At one of the fields, they harvested sacks of oca which they then carried on their backs to the Pelechuco River, a forty-minute hike. The riverbank looked as if it had been bombed; several metre-wide holes pitted the earth, each one dug so close to the other you needed to tiptoe along their narrow ridges to avoid falling in. Each of the pits was filled with water, hay and handfuls of muna (Andean mint). The sack of oca was lowered in and weighed down by stones where it would be left for at least a month. Over the loud rush of the Pelechuco, one of the women, Vasillia, lifted out some of the rocks, reached her arm into the cold water of the pit and pulled up one of the older sacks. Pinching a tuber that was losing its skin, she shook her head. ‘Not yet,’ she said, ‘another week.’ It needed to be soft and feel like a sponge. By then, the sourness of the acid would have leached away.
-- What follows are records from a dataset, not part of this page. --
use crate::canonical;
use crate::config::{DedupeConfig, ValidationConfig};
use crate::dedupe::{self, DedupeStats};
use crate::error::{Result, ValidationError};
use crate::io::{self, MergedRow};
use crate::matching::{candidates, dual_gate, scoring};
use crate::models::{CandidateMatch, CanonicalEvent};
use crate::profiling;
use crate::reference::{self, loaders};
use crate::report::{self, Summary};
use chrono::{Duration, NaiveDate};
use std::collections::{HashMap, HashSet};
use std::fs;
use std::path::Path;
use tracing::info;

/// Consolidate raw extracted mentions into one record per disruption
/// event, writing the merged table as CSV and JSONL.
pub fn run_consolidation(
    input: &Path,
    output_dir: &Path,
    config: &DedupeConfig,
) -> Result<DedupeStats> {
    let records = io::load_extracted_records(input)?;
    info!("Loaded {} extracted records from {}", records.len(), input.display());

    let mentions: Vec<_> = records.iter().map(canonical::normalize_mention).collect();
    let (merged, stats) = dedupe::dedupe_events(mentions, config);

    fs::create_dir_all(output_dir)?;
    io::write_jsonl(&output_dir.join("consolidated_events.jsonl"), &merged)?;

    let rows: Vec<MergedRow> = merged
        .iter()
        .map(MergedRow::from_event)
        .collect::<Result<_>>()?;
    io::write_csv(&output_dir.join("consolidated_events.csv"), &rows)?;

    stats.log();
    Ok(stats)
}

/// Time window the reference caches should cover: the extracted events'
/// date span expanded by a buffer on both ends. The caching step itself
/// runs outside this crate; the window is logged so it can be supplied.
pub fn compute_cache_window(
    events: &[CanonicalEvent],
    buffer_days: i64,
) -> Result<(NaiveDate, NaiveDate)> {
    let dates: Vec<NaiveDate> = events.iter().filter_map(|e| e.date_start).collect();

    let (Some(min), Some(max)) = (dates.iter().min(), dates.iter().max()) else {
        return Err(ValidationError::Config(
            "no dated extracted events available".to_string(),
        ));
    };

    Ok((
        *min - Duration::days(buffer_days),
        *max + Duration::days(buffer_days),
    ))
}

/// Validate extracted events against cached reference datasets end to end
/// and write all output artifacts.
pub fn run_validation(
    extracted_path: &Path,
    reference_cache_dir: &Path,
    output_dir: &Path,
    config: &ValidationConfig,
) -> Result<Summary> {
    // 1) Load extracted disruption events, then restrict validation scope.
    let extracted_raw = io::load_extracted_records(extracted_path)?;
    info!(
        "Loaded {} extracted records from {}",
        extracted_raw.len(),
        extracted_path.display()
    );

    let allowed: Option<HashSet<String>> = config
        .allowed_types
        .as_ref()
        .map(|types| types.iter().map(|t| t.to_lowercase()).collect());
    let extracted_scoped = profiling::filter_by_type(extracted_raw, allowed.as_ref());
    info!("{} records in validation scope", extracted_scoped.len());

    // 2) Profile for diagnostics (no effect on matching).
    let extracted_profile = profiling::profile_extracted_events(&extracted_scoped);

    // 3) Canonicalise the extracted stream.
    let extracted_canonical: Vec<CanonicalEvent> = extracted_scoped
        .iter()
        .map(canonical::normalize_mention)
        .map(|m| canonical::mention_to_canonical(&m))
        .collect();

    // 4) The reference caches must cover this window.
    let (window_start, window_end) =
        compute_cache_window(&extracted_canonical, config.cache_buffer_days)?;
    info!("Reference window: {window_start} to {window_end}");

    // 5) Load and standardise the cached reference datasets.
    let reference_raw = loaders::load_all_flood_references(reference_cache_dir)?;
    let reference_canonical = reference::standardise_reference_events(&reference_raw);

    // 6) Candidate generation and scoring.
    let candidate_map =
        candidates::generate_candidates(&extracted_canonical, &reference_canonical, &config.matching);

    let ext_lookup: HashMap<&str, &CanonicalEvent> = extracted_canonical
        .iter()
        .map(|e| (e.id.as_str(), e))
        .collect();
    let ref_lookup: HashMap<&str, &CanonicalEvent> = reference_canonical
        .iter()
        .map(|r| (r.id.as_str(), r))
        .collect();

    let mut scored: Vec<CandidateMatch> = Vec::new();
    for (extracted_id, ref_ids) in &candidate_map {
        let Some(e) = ext_lookup.get(extracted_id.as_str()) else {
            continue;
        };
        for ref_id in ref_ids {
            let Some(r) = ref_lookup.get(ref_id.as_str()) else {
                continue;
            };
            scored.push(scoring::score_candidate(e, r));
        }
    }
    info!("Scored {} candidate pairs", scored.len());

    // 7) Dual-gate validation and reporting.
    let outcome = dual_gate::run_dual_gate(&scored, config.matching.score_threshold);
    let summary = report::build_summary(&outcome.forward, &outcome.inverse);
    let diagnostics = report::build_diagnostics(&outcome.forward, &outcome.inverse);

    info!(
        "Forward: {}/{} matched ({:.1}%), inverse: {}/{} matched ({:.1}%)",
        summary.forward_matched,
        summary.forward_total,
        100.0 * summary.forward_match_rate,
        summary.inverse_matched,
        summary.inverse_total,
        100.0 * summary.inverse_match_rate
    );

    // 8) Write outputs.
    fs::create_dir_all(output_dir)?;
    io::write_json(&output_dir.join("extracted_profile.json"), &extracted_profile)?;
    io::write_json(&output_dir.join("summary.json"), &summary)?;
    io::write_json(&output_dir.join("diagnostics.json"), &diagnostics)?;
    io::write_csv(
        &output_dir.join("forward_matches.csv"),
        &report::decisions_to_rows(&outcome.forward),
    )?;
    io::write_csv(
        &output_dir.join("inverse_matches.csv"),
        &report::decisions_to_rows(&outcome.inverse),
    )?;

    Ok(summary)
}

#[cfg(test)]
mod tests {
    use super::*;
    use crate::models::Provenance;

    fn dated(id: &str, date: &str) -> CanonicalEvent {
        CanonicalEvent {
            id: id.to_string(),
            kind: "flood".to_string(),
            date_start: NaiveDate::parse_from_str(date, "%Y-%m-%d").ok(),
            date_end: NaiveDate::parse_from_str(date, "%Y-%m-%d").ok(),
            location_name: None,
            country: None,
            lat: None,
            lon: None,
            text: String::new(),
            meta: Provenance::missing(),
        }
    }

    #[test]
    fn test_cache_window_expands_span_by_buffer() {
        let events = vec![dated("a", "2024-03-05"), dated("b", "2024-03-20")];
        let (start, end) = compute_cache_window(&events, 14).unwrap();
        assert_eq!(start, NaiveDate::from_ymd_opt(2024, 2, 20).unwrap());
        assert_eq!(end, NaiveDate::from_ymd_opt(2024, 4, 3).unwrap());
    }

    #[test]
    fn test_cache_window_requires_dated_events() {
        let mut undated = dated("a", "2024-03-05");
        undated.date_start = None;
        let err = compute_cache_window(&[undated], 14).unwrap_err();
        assert!(matches!(err, ValidationError::Config(_)));
    }
}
From here, the oca that are ready are taken further up the mountain and spread out across the ground like chuño on the altiplano. For around a week, the oca goes through the cycle of freezing and thawing. ‘When they start to look as if they are rotten, we press them,’ Vasillia explained. And so, on the freezing mountainside, they walk barefoot to force out the last of the moisture. When they are dry, flat and dark in colour, the tubers are taken to the village.


Inside a small kitchen, the women took pieces of dried oca – like charred pieces of blackened wood – and ground them down to make a dough. A strong, sweet smell of farmyard (a legacy of the fermented hay placed inside the pits) hung in the air as salt, herbs and sugar were added to the dough which was then moulded into mini-burger-sized pieces. Fried in corn oil, they became hard chewy discs that tasted part treacle, part liquorice and part barnyard.


On the day I left the Apolobamba, the village held an atapi, a communal meal that brought all of the surrounding villages together. Some had walked for miles so they could swap news and share food. Spread over blankets were the various tubers the communities had brought with them; fifty or sixty types of oca, chuño, tunta and native potatoes of different shapes, sizes and colours. Each tuber was adapted to its village, some higher up the mountain, some lower, making the feast a celebration of diversity.